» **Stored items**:
• • • •
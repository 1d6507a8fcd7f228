use std::collections::{BTreeMap, HashMap, HashSet};

use async_trait::async_trait;
use chrono::Utc;
use memo_indexer_shared::types::{
    Action, ActionKind, ActionPayload, Block, Changeset, DanglingParent, Identity, StoredAction,
    TxHash,
};
use tokio::sync::RwLock;

use crate::{ActionsRepository, ActionsRepositoryError, SEARCH_PAGE_SIZE};

#[derive(Default)]
struct State {
    /// Action with id `n` lives at index `n - 1`.
    actions: Vec<StoredAction>,
    by_hash: HashMap<TxHash, usize>,
    blocks: BTreeMap<u64, Block>,
}

impl State {
    fn ensure_block(&self, action: &Action, pending: Option<&Block>) -> Result<(), ActionsRepositoryError> {
        match action.block {
            Some(block_ref)
                if !self.blocks.contains_key(&block_ref.height)
                    && pending.map(|block| block.height) != Some(block_ref.height) =>
            {
                Err(ActionsRepositoryError::MissingBlock(block_ref.height))
            }
            _ => Ok(()),
        }
    }

    fn upsert(&mut self, action: &Action) -> StoredAction {
        let now = Utc::now();
        let block = action
            .block
            .and_then(|block_ref| self.blocks.get(&block_ref.height))
            .map(Block::block_ref);

        if let Some(&index) = self.by_hash.get(&action.tx_hash) {
            let stored = &mut self.actions[index];
            if block.is_some() {
                stored.action.block = block;
            }
            stored.updated_at = now;
            return stored.clone();
        }

        let stored = StoredAction {
            id: self.actions.len() as i64 + 1,
            action: Action {
                block,
                ..action.clone()
            },
            created_at: now,
            updated_at: now,
        };
        self.by_hash.insert(action.tx_hash, self.actions.len());
        self.actions.push(stored.clone());
        stored
    }

    /// The stored action with its block association read from the block table.
    fn view(&self, stored: &StoredAction) -> StoredAction {
        let mut stored = stored.clone();
        stored.action.block = stored
            .action
            .block
            .and_then(|block_ref| self.blocks.get(&block_ref.height))
            .map(Block::block_ref);
        stored
    }
}

/// Actions repository holding everything in memory behind a `RwLock`.
#[derive(Default)]
pub struct MemoryActionsRepository {
    state: RwLock<State>,
}

impl MemoryActionsRepository {
    pub fn new() -> Self {
        Self::default()
    }
}

#[async_trait]
impl ActionsRepository for MemoryActionsRepository {
    async fn upsert_action(&self, action: &Action) -> Result<StoredAction, ActionsRepositoryError> {
        let mut state = self.state.write().await;
        state.ensure_block(action, None)?;
        Ok(state.upsert(action))
    }

    async fn persist_changeset(
        &self,
        changeset: &Changeset<'_>,
    ) -> Result<(), ActionsRepositoryError> {
        let mut state = self.state.write().await;
        for action in changeset.actions {
            state.ensure_block(action, changeset.block)?;
        }
        if let Some(block) = changeset.block {
            state.blocks.insert(block.height, block.clone());
        }
        for action in changeset.actions {
            state.upsert(action);
        }
        Ok(())
    }

    async fn get_block(&self, height: u64) -> Result<Option<Block>, ActionsRepositoryError> {
        Ok(self.state.read().await.blocks.get(&height).cloned())
    }

    async fn latest_block(&self) -> Result<Option<Block>, ActionsRepositoryError> {
        Ok(self
            .state
            .read()
            .await
            .blocks
            .last_key_value()
            .map(|(_, block)| block.clone()))
    }

    async fn detach_blocks_above(&self, height: u64) -> Result<u64, ActionsRepositoryError> {
        let mut state = self.state.write().await;
        let now = Utc::now();
        let mut detached = 0;
        for stored in state.actions.iter_mut() {
            if stored.action.block.is_some_and(|block| block.height > height) {
                stored.action.block = None;
                stored.updated_at = now;
                detached += 1;
            }
        }
        state.blocks.retain(|block_height, _| *block_height <= height);
        Ok(detached)
    }

    async fn get_by_tx_hash(
        &self,
        tx_hash: &TxHash,
    ) -> Result<Option<StoredAction>, ActionsRepositoryError> {
        let state = self.state.read().await;
        Ok(state
            .by_hash
            .get(tx_hash)
            .map(|index| state.view(&state.actions[*index])))
    }

    async fn get_actions_for_identity(
        &self,
        identity: &Identity,
        kind: ActionKind,
    ) -> Result<Vec<StoredAction>, ActionsRepositoryError> {
        let state = self.state.read().await;
        Ok(state
            .actions
            .iter()
            .filter(|stored| stored.action.identity == *identity && stored.action.kind() == kind)
            .map(|stored| state.view(stored))
            .collect())
    }

    async fn get_current_for_identities(
        &self,
        identities: &[Identity],
        kind: ActionKind,
    ) -> Result<HashMap<Identity, StoredAction>, ActionsRepositoryError> {
        let wanted: HashSet<&Identity> = identities.iter().collect();
        let state = self.state.read().await;
        let mut current = HashMap::new();
        for stored in &state.actions {
            if stored.action.kind() == kind && wanted.contains(&stored.action.identity) {
                current.insert(stored.action.identity, state.view(stored));
            }
        }
        Ok(current)
    }

    async fn search(
        &self,
        kind: ActionKind,
        pattern: &str,
        offset: i64,
        limit: i64,
    ) -> Result<Vec<StoredAction>, ActionsRepositoryError> {
        let state = self.state.read().await;
        let latest_names: HashMap<Identity, i64> = if kind == ActionKind::SetName {
            state
                .actions
                .iter()
                .filter(|stored| stored.action.kind() == kind)
                .map(|stored| (stored.action.identity, stored.id))
                .collect()
        } else {
            HashMap::new()
        };
        Ok(state
            .actions
            .iter()
            .filter(|stored| stored.action.kind() == kind)
            .filter(|stored| {
                kind != ActionKind::SetName
                    || latest_names.get(&stored.action.identity) == Some(&stored.id)
            })
            .filter(|stored| {
                stored
                    .action
                    .payload
                    .search_text()
                    .is_some_and(|text| text.contains(pattern))
            })
            .skip(offset.max(0) as usize)
            .take(limit.clamp(0, SEARCH_PAGE_SIZE) as usize)
            .map(|stored| state.view(stored))
            .collect())
    }

    async fn get_reactions_to(
        &self,
        targets: &[TxHash],
    ) -> Result<Vec<StoredAction>, ActionsRepositoryError> {
        let targets: HashSet<&TxHash> = targets.iter().collect();
        let state = self.state.read().await;
        Ok(state
            .actions
            .iter()
            .filter(|stored| match &stored.action.payload {
                ActionPayload::Reply { parent, .. } => targets.contains(parent),
                ActionPayload::Like { target } => targets.contains(target),
                _ => false,
            })
            .map(|stored| state.view(stored))
            .collect())
    }

    async fn count(&self, kind: Option<ActionKind>) -> Result<i64, ActionsRepositoryError> {
        let state = self.state.read().await;
        let count = state
            .actions
            .iter()
            .filter(|stored| kind.is_none_or(|kind| stored.action.kind() == kind))
            .count();
        Ok(count as i64)
    }

    async fn actions_after(
        &self,
        after_id: i64,
        limit: i64,
    ) -> Result<Vec<StoredAction>, ActionsRepositoryError> {
        let state = self.state.read().await;
        Ok(state
            .actions
            .iter()
            .skip(after_id.max(0) as usize)
            .take(limit.max(0) as usize)
            .map(|stored| state.view(stored))
            .collect())
    }

    async fn dangling_parents_after(
        &self,
        after_id: i64,
        limit: i64,
    ) -> Result<Vec<DanglingParent>, ActionsRepositoryError> {
        let state = self.state.read().await;
        Ok(state
            .actions
            .iter()
            .skip(after_id.max(0) as usize)
            .filter_map(|stored| {
                let parent_hash = stored.action.parent_hash?;
                (!state.by_hash.contains_key(&parent_hash)).then(|| DanglingParent {
                    action_id: stored.id,
                    identity: stored.action.identity,
                    kind: stored.action.kind(),
                    parent_hash,
                })
            })
            .take(limit.max(0) as usize)
            .collect())
    }

    async fn get_followers(
        &self,
        identity: &Identity,
    ) -> Result<Vec<Identity>, ActionsRepositoryError> {
        let state = self.state.read().await;
        let target = identity.as_bytes().to_vec();
        let mut latest: BTreeMap<Identity, ActionKind> = BTreeMap::new();
        for stored in &state.actions {
            let kind = stored.action.kind();
            if matches!(kind, ActionKind::Follow | ActionKind::Unfollow)
                && stored.action.payload.target_bytes().as_ref() == Some(&target)
            {
                latest.insert(stored.action.identity, kind);
            }
        }
        Ok(latest
            .into_iter()
            .filter(|(_, kind)| *kind == ActionKind::Follow)
            .map(|(follower, _)| follower)
            .collect())
    }

    async fn check_tables_created(&self) -> Result<bool, ActionsRepositoryError> {
        Ok(true)
    }
}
• • • •
» **YOUR INSTRUCTIONS**:
Every line of the entries above that includes "count" should be copied.

» **SOLUTION FOR THIS PROBLEM**:
    async fn count(&self, kind: Option<ActionKind>) -> Result<i64, ActionsRepositoryError> {
        let count = state
            .count();
        Ok(count as i64)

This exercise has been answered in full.